Task: Give back exactly the stretch of data below from the line holding "repository 42e830b0ee5244e7" through the line holding "let settings = Settings::from_env();", both ends included, and leave the remaining lines out.

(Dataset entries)
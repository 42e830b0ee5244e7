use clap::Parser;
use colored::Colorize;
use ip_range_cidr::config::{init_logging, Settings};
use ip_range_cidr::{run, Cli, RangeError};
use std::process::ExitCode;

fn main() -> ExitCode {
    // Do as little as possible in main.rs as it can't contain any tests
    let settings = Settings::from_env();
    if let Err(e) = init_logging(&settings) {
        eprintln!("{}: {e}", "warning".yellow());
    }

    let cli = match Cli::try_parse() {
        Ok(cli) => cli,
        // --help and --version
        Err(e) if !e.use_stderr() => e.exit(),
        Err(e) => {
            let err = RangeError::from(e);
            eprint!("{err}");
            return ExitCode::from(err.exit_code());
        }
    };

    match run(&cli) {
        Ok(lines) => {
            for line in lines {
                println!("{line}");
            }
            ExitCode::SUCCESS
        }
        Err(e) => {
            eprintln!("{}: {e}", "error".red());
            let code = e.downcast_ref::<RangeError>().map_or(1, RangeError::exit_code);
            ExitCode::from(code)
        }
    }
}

---

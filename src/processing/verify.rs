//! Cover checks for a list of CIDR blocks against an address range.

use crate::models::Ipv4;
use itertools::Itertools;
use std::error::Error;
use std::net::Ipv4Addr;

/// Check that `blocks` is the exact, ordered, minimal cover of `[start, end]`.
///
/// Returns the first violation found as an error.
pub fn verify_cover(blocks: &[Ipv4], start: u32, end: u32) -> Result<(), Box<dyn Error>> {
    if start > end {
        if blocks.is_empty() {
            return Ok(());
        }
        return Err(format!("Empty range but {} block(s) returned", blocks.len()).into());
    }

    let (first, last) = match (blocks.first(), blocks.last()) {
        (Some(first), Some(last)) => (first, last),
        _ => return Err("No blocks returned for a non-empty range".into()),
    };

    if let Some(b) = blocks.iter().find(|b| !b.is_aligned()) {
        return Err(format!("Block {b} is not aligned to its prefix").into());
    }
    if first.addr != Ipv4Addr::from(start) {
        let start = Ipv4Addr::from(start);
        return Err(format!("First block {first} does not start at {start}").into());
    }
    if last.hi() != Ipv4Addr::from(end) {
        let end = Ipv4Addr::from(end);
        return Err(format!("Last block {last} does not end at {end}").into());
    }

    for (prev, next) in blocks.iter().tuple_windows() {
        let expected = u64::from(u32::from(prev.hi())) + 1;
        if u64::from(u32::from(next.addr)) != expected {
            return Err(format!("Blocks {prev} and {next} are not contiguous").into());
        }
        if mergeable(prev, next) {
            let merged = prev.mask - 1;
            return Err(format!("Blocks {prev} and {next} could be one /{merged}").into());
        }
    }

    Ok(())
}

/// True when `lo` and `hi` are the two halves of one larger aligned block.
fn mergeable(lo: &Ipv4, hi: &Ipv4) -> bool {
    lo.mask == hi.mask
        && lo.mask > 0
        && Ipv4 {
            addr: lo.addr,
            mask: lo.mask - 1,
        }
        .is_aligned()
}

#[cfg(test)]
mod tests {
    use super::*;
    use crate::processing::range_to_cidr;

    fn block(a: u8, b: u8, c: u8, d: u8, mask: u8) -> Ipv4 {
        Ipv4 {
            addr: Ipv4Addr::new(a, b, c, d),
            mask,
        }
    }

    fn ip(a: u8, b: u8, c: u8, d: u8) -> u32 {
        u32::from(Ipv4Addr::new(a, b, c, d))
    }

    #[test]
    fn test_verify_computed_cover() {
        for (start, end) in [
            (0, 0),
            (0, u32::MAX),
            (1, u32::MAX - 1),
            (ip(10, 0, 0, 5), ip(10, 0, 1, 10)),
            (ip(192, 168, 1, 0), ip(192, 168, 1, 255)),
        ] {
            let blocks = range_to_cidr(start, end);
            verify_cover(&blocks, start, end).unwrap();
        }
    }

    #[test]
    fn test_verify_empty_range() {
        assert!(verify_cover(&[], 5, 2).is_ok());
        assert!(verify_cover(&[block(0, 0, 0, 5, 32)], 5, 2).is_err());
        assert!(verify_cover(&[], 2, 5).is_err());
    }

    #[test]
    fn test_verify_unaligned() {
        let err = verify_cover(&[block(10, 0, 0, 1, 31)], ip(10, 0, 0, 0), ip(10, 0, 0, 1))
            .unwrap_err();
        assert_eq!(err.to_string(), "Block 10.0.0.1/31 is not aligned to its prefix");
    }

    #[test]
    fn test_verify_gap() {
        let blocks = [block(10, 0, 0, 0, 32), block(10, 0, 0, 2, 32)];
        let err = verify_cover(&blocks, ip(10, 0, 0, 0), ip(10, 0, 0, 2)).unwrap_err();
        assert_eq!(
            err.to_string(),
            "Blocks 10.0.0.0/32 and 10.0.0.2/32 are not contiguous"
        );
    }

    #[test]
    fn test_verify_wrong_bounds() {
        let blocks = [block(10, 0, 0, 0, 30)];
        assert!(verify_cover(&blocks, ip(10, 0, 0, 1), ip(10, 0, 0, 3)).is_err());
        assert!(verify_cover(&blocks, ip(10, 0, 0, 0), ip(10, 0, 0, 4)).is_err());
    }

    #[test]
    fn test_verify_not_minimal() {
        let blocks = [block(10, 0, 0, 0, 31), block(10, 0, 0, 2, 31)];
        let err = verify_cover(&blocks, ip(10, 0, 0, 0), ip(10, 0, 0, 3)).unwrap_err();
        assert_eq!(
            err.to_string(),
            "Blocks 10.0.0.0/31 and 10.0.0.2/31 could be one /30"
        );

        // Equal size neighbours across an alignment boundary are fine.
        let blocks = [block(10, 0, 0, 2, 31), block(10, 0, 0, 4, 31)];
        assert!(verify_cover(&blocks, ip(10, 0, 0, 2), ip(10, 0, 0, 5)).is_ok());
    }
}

Task answer:
repository 42e830b0ee5244e7
use clap::Parser;
use colored::Colorize;
use ip_range_cidr::config::{init_logging, Settings};
use ip_range_cidr::{run, Cli, RangeError};
use std::process::ExitCode;

fn main() -> ExitCode {
    // Do as little as possible in main.rs as it can't contain any tests
    let settings = Settings::from_env();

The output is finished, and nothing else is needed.